• _Task description_
Every line from the one containing "let rebuilt_ids: Vec<&str>" to the one containing "let reencoded = encode(&tokens);" in the records below, both included, must be set down exactly, and no other line.

Record excerpts Start Marker

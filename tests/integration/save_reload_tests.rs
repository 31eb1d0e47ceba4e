/*!
 * Save/reload fidelity tests: header bytes, atomicity, backups.
 */

use xliffedit::XliffDocument;

use crate::common::{sample_xliff, write_and_open};

#[test]
fn test_saveWithoutEdits_thenReload_shouldProduceIdenticalExtraction() {
    let dir = tempfile::tempdir().expect("tempdir");
    let (path, mut document) = write_and_open(dir.path());
    let before = document.extract_all();

    document.save(None).expect("save should succeed");

    let mut reloaded = XliffDocument::open(&path).expect("reload");
    let after = reloaded.extract_all();
    assert_eq!(before, after);
}

#[test]
fn test_save_shouldPreserveBomAndDeclarationBytes() {
    let dir = tempfile::tempdir().expect("tempdir");
    let (path, mut document) = write_and_open(dir.path());
    assert!(document.header().has_bom);

    document.save(None).expect("save should succeed");

    let bytes = std::fs::read(&path).expect("read saved file");
    assert!(bytes.starts_with(&[0xEF, 0xBB, 0xBF]), "BOM must survive");
    let text = String::from_utf8(bytes[3..].to_vec()).expect("utf-8");
    assert!(
        text.starts_with(r#"<?xml version="1.0" encoding="utf-8"?>"#),
        "declaration must survive byte-for-byte"
    );

    let reloaded = XliffDocument::open(&path).expect("reload");
    assert_eq!(reloaded.header(), document.header());
}

#[test]
fn test_save_withoutBom_shouldNotInventOne() {
    let dir = tempfile::tempdir().expect("tempdir");
    let path = dir.path().join("plain.sdlxliff");
    std::fs::write(&path, sample_xliff()).expect("write");
    let mut document = XliffDocument::open(&path).expect("open");
    assert!(!document.header().has_bom);

    document.save(None).expect("save");

    let bytes = std::fs::read(&path).expect("read");
    assert!(!bytes.starts_with(&[0xEF, 0xBB, 0xBF]));
}

#[test]
fn test_save_toNewPath_shouldLeaveOriginalUntouched() {
    let dir = tempfile::tempdir().expect("tempdir");
    let (path, mut document) = write_and_open(dir.path());
    let original_bytes = std::fs::read(&path).expect("read original");

    document.update_segment("2", "Neue Version", true);
    let copy_path = dir.path().join("copy.sdlxliff");
    document.save(Some(&copy_path)).expect("save copy");

    assert_eq!(std::fs::read(&path).expect("reread"), original_bytes);
    let mut copy = XliffDocument::open(&copy_path).expect("open copy");
    assert_eq!(copy.get_segment("2").expect("segment").target, "Neue Version");
}

#[test]
fn test_saveWithBackup_shouldKeepPriorFileAsSibling() {
    let dir = tempfile::tempdir().expect("tempdir");
    let (path, document) = write_and_open(dir.path());
    let mut document = document.with_backup_on_save(true);
    let original_bytes = std::fs::read(&path).expect("read original");

    document.update_segment("2", "Neue Version", true);
    document.save(None).expect("save");

    let backups: Vec<_> = std::fs::read_dir(dir.path())
        .expect("read dir")
        .filter_map(|entry| entry.ok())
        .filter(|entry| entry.file_name().to_string_lossy().ends_with(".bak"))
        .collect();
    assert_eq!(backups.len(), 1, "exactly one backup expected");
    assert_eq!(
        std::fs::read(backups[0].path()).expect("read backup"),
        original_bytes
    );
}

#[test]
fn test_isStale_afterExternalModification_shouldDetectIt() {
    let dir = tempfile::tempdir().expect("tempdir");
    let (path, document) = write_and_open(dir.path());
    assert!(!document.is_stale());

    // Simulate another process rewriting the file
    let mut bytes = std::fs::read(&path).expect("read");
    bytes.extend_from_slice(b" ");
    std::fs::write(&path, bytes).expect("rewrite");
    let future = std::time::SystemTime::now() + std::time::Duration::from_secs(5);
    let file = std::fs::OpenOptions::new()
        .write(true)
        .open(&path)
        .expect("open for touch");
    file.set_modified(future).expect("bump mtime");

    assert!(document.is_stale());
}
/*!
 * Content walker: linearizes a mixed-content segment element into clean
 * text, placeholder text, and a tag catalog.
 *
 * The walk is a pure function over the element. Recognized inline tags
 * become placeholders and are registered in the catalog with a deep copy
 * of their original element, so a later rebuild can reproduce the exact
 * tag name, attributes, and namespace prefix.
 */

use crate::codec::tokens::{decode, top_level_order};
use crate::xml_tree::{Element, Node};

/// Marker type attribute value for position/location annotations that
/// carry no translatable text of their own
pub const METADATA_MARKER_TYPE: &str = "x-sdl-location";

// Matches the parse-time depth cap; the walker stops rather than recurse
// past it
const MAX_WALK_DEPTH: usize = 128;

/// Recognized inline tag kinds, by local element name
#[derive(Debug, Clone, Copy, PartialEq, Eq)]
pub enum InlineTagKind {
    /// `<g>` - generic paired formatting span
    G,
    /// `<x>` - standalone placeholder
    X,
    /// `<bx>` - begin of a span that closes in another segment
    Bx,
    /// `<ex>` - end of a span opened in another segment
    Ex,
    /// `<ph>` - native placeholder code
    Ph,
    /// `<bpt>` - begin paired tag
    Bpt,
    /// `<ept>` - end paired tag
    Ept,
    /// `<it>` - isolated tag
    It,
}

impl InlineTagKind {
    /// Map a local element name to a recognized kind
    pub fn from_local_name(name: &str) -> Option<Self> {
        match name {
            "g" => Some(Self::G),
            "x" => Some(Self::X),
            "bx" => Some(Self::Bx),
            "ex" => Some(Self::Ex),
            "ph" => Some(Self::Ph),
            "bpt" => Some(Self::Bpt),
            "ept" => Some(Self::Ept),
            "it" => Some(Self::It),
            _ => None,
        }
    }

    /// Whether this kind is emitted as a `{x:id}` placeholder
    pub fn is_self_closing(self) -> bool {
        matches!(self, Self::X | Self::Bx | Self::Ex | Self::Ph)
    }
}

/// How a child element participates in the walk
enum ChildDisposition {
    /// Position/location annotation: contributes no text of its own
    MetadataMarker,
    /// Recognized inline tag carrying an id: becomes a placeholder
    Inline(InlineTagKind, String),
    /// Anything else: structure is passed through without a placeholder
    PassThrough,
}

fn classify(child: &Element) -> ChildDisposition {
    if child.attr("mtype") == Some(METADATA_MARKER_TYPE) {
        return ChildDisposition::MetadataMarker;
    }
    match (
        InlineTagKind::from_local_name(child.local_name()),
        child.attr("id"),
    ) {
        (Some(kind), Some(id)) => ChildDisposition::Inline(kind, id.to_string()),
        _ => ChildDisposition::PassThrough,
    }
}

/// Template for rebuilding one inline tag
#[derive(Debug, Clone)]
pub struct TagTemplate {
    /// Deep copy of the original inline element
    pub element: Element,
    /// Recognized kind of the tag
    pub kind: InlineTagKind,
}

/// Per-segment inventory of inline tags, captured the first time a
/// segment is read and immutable for the document's lifetime.
#[derive(Debug, Clone, Default)]
pub struct TagCatalog {
    /// id -> template, in first-seen order
    entries: Vec<(String, TagTemplate)>,
    /// Canonical left-to-right order of top-level open/self-closing ids
    canonical_order: Vec<String>,
    /// Canonical tagged text of the segment at capture time
    canonical_tagged: String,
}

impl TagCatalog {
    /// Whether the catalog holds no tags
    pub fn is_empty(&self) -> bool {
        self.entries.is_empty()
    }

    /// Number of distinct tag ids
    pub fn len(&self) -> usize {
        self.entries.len()
    }

    /// Look up the template for a tag id
    pub fn get(&self, id: &str) -> Option<&TagTemplate> {
        self.entries
            .iter()
            .find(|(entry_id, _)| entry_id == id)
            .map(|(_, template)| template)
    }

    /// Whether the catalog holds the given id
    pub fn contains(&self, id: &str) -> bool {
        self.get(id).is_some()
    }

    /// Iterate over tag ids in first-seen order
    pub fn ids(&self) -> impl Iterator<Item = &str> {
        self.entries.iter().map(|(id, _)| id.as_str())
    }

    /// Canonical top-level order recorded at capture time
    pub fn canonical_order(&self) -> &[String] {
        &self.canonical_order
    }

    /// Canonical tagged text recorded at capture time
    pub fn canonical_tagged_text(&self) -> &str {
        &self.canonical_tagged
    }

    /// Register a template. First occurrence wins: a duplicate id is not
    /// re-registered (documented limitation).
    fn register(&mut self, id: String, template: TagTemplate) {
        if !self.contains(&id) {
            self.entries.push((id, template));
        }
    }
}

/// Result of walking one segment element
#[derive(Debug, Clone)]
pub struct WalkedSegment {
    /// Plain text without any tags
    pub clean_text: String,
    /// Text with placeholders for tags
    pub tagged_text: String,
    /// Inventory of inline tags found
    pub catalog: TagCatalog,
    /// Whether any inline tags were found
    pub has_tags: bool,
}

/// Walk a mixed-content segment element into its editable representations.
///
/// Both output streams are trimmed of leading/trailing whitespace
/// independently; this is an explicit, tested invariant.
pub fn walk_segment(container: &Element) -> WalkedSegment {
    let mut catalog = TagCatalog::default();
    let mut clean = String::new();
    let mut tagged = String::new();

    walk_into(container, 0, &mut catalog, &mut clean, &mut tagged);

    let clean_text = clean.trim().to_string();
    let tagged_text = tagged.trim().to_string();
    catalog.canonical_order = top_level_order(&decode(&tagged_text));
    catalog.canonical_tagged = tagged_text.clone();
    let has_tags = !catalog.is_empty();

    WalkedSegment {
        clean_text,
        tagged_text,
        catalog,
        has_tags,
    }
}

fn walk_into(
    elem: &Element,
    depth: usize,
    catalog: &mut TagCatalog,
    clean: &mut String,
    tagged: &mut String,
) {
    if depth > MAX_WALK_DEPTH {
        return;
    }

    for node in &elem.children {
        match node {
            Node::Text(text) => {
                clean.push_str(text);
                tagged.push_str(text);
            }
            Node::Element(child) => match classify(child) {
                // Tail text after the marker survives as the following
                // text node, so nothing to do here
                ChildDisposition::MetadataMarker => {}
                ChildDisposition::Inline(kind, id) => {
                    catalog.register(
                        id.clone(),
                        TagTemplate {
                            element: child.clone(),
                            kind,
                        },
                    );
                    if kind.is_self_closing() {
                        tagged.push_str(&format!("{{x:{}}}", id));
                    } else {
                        tagged.push_str(&format!("{{{}}}", id));
                        walk_into(child, depth + 1, catalog, clean, tagged);
                        tagged.push_str(&format!("{{/{}}}", id));
                    }
                }
                ChildDisposition::PassThrough => {
                    walk_into(child, depth + 1, catalog, clean, tagged);
                }
            },
        }
    }
}
/*!
 * Unit tests for the segment codec: walking, decoding, rebuilding.
 */

use xliffedit::codec::{decode, encode, rebuild, walk_segment};
use xliffedit::xml_tree::parse_document;

use crate::common::ACME_TAGGED;

fn parse_root(xml: &str) -> xliffedit::xml_tree::Element {
    let (root, _) = parse_document(xml.as_bytes()).expect("fixture should parse");
    root
}

/// Round trip: walking, decoding, and rebuilding a mixed-content subtree
/// yields a tree whose re-walk produces the same clean text and the same
/// tag inventory, at every nesting depth used here.
#[test]
fn test_roundTrip_overNestingDepths_shouldPreserveCleanTextAndTags() {
    let fixtures = [
        r#"<mrk mid="1">plain only</mrk>"#,
        r#"<mrk mid="1"><g id="1">one level</g></mrk>"#,
        r#"<mrk mid="1"><g id="1">a<g id="2">b</g>c</g>d</mrk>"#,
        r#"<mrk mid="1"><g id="1"><g id="2"><g id="3">deep</g></g></g></mrk>"#,
        r#"<mrk mid="1">pre<x id="9"/><g id="1">mid<x id="8"/></g>post</mrk>"#,
    ];

    for xml in fixtures {
        let container = parse_root(xml);
        let walked = walk_segment(&container);

        let tokens = decode(&walked.tagged_text);
        let rebuilt = rebuild(&container, &tokens, &walked.catalog);
        let rewalked = walk_segment(&rebuilt);

        assert_eq!(rewalked.clean_text, walked.clean_text, "fixture: {}", xml);
        assert_eq!(rewalked.tagged_text, walked.tagged_text, "fixture: {}", xml);
        let original_ids: Vec<&str> = walked.catalog.ids().collect();
        let rebuilt_ids: Vec<&str> = rewalked.catalog.ids().collect();
        assert_eq!(rebuilt_ids, original_ids, "fixture: {}", xml);
    }
}

/// Idempotence: re-encoding a tree produced by the rebuilder from valid
/// placeholder text yields exactly that same placeholder text.
#[test]
fn test_rebuildThenRewalk_withEditedText_shouldBeIdempotent() {
    let container = parse_root(
        r#"<mrk mid="1"><g id="5">Acme</g><g id="6">&amp;</g><g id="7"> Events</g></mrk>"#,
    );
    let walked = walk_segment(&container);
    assert_eq!(walked.tagged_text, ACME_TAGGED);

    let edited = "{5}Acme{/5}{6}&{/6}{7} Meetings{/7}";
    let rebuilt = rebuild(&container, &decode(edited), &walked.catalog);
    let rewalked = walk_segment(&rebuilt);

    assert_eq!(rewalked.tagged_text, edited);

    // A second pass through the codec is a fixed point
    let rebuilt_again = rebuild(&rebuilt, &decode(&rewalked.tagged_text), &walked.catalog);
    assert_eq!(walk_segment(&rebuilt_again).tagged_text, edited);
}

#[test]
fn test_decode_isTotal_onAdversarialInput() {
    // None of these may panic or drop characters
    let inputs = [
        "",
        "{",
        "}",
        "{}",
        "{{}}",
        "{x:}",
        "{/}",
        "{x:5",
        "no braces at all",
        "{5}{/5}{x:1}{weird}{x:two}",
    ];

    for input in inputs {
        let tokens = decode(input);
        let reencoded = encode(&tokens);
        assert_eq!(reencoded, input, "input: {}", input);
    }
}

#[test]
fn test_walkSegment_withPassThroughWrapper_shouldStillCatalogInnerTags() {
    let container = parse_root(r#"<mrk mid="1"><wrapper><g id="4">inner</g></wrapper></mrk>"#);

    let walked = walk_segment(&container);

    assert_eq!(walked.tagged_text, "{4}inner{/4}");
    assert!(walked.catalog.contains("4"));
}

#[test]
fn test_walkSegment_selfClosingContributesNothingToCleanText() {
    let container = parse_root(r#"<mrk mid="1">a<x id="2"/>b</mrk>"#);

    let walked = walk_segment(&container);

    assert_eq!(walked.clean_text, "ab");
    assert_eq!(walked.tagged_text, "a{x:2}b");
}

Record excerpts End Marker

• _Written response_
        let rebuilt_ids: Vec<&str> = rewalked.catalog.ids().collect();
        assert_eq!(rebuilt_ids, original_ids, "fixture: {}", xml);
    }
}

/// Idempotence: re-encoding a tree produced by the rebuilder from valid
/// placeholder text yields exactly that same placeholder text.
#[test]
fn test_rebuildThenRewalk_withEditedText_shouldBeIdempotent() {
    let container = parse_root(
        r#"<mrk mid="1"><g id="5">Acme</g><g id="6">&amp;</g><g id="7"> Events</g></mrk>"#,
    );
    let walked = walk_segment(&container);
    assert_eq!(walked.tagged_text, ACME_TAGGED);

    let edited = "{5}Acme{/5}{6}&{/6}{7} Meetings{/7}";
    let rebuilt = rebuild(&container, &decode(edited), &walked.catalog);
    let rewalked = walk_segment(&rebuilt);

    assert_eq!(rewalked.tagged_text, edited);

    // A second pass through the codec is a fixed point
    let rebuilt_again = rebuild(&rebuilt, &decode(&rewalked.tagged_text), &walked.catalog);
    assert_eq!(walk_segment(&rebuilt_again).tagged_text, edited);
}

#[test]
fn test_decode_isTotal_onAdversarialInput() {
    // None of these may panic or drop characters
    let inputs = [
        "",
        "{",
        "}",
        "{}",
        "{{}}",
        "{x:}",
        "{/}",
        "{x:5",
        "no braces at all",
        "{5}{/5}{x:1}{weird}{x:two}",
    ];

    for input in inputs {
        let tokens = decode(input);
        let reencoded = encode(&tokens);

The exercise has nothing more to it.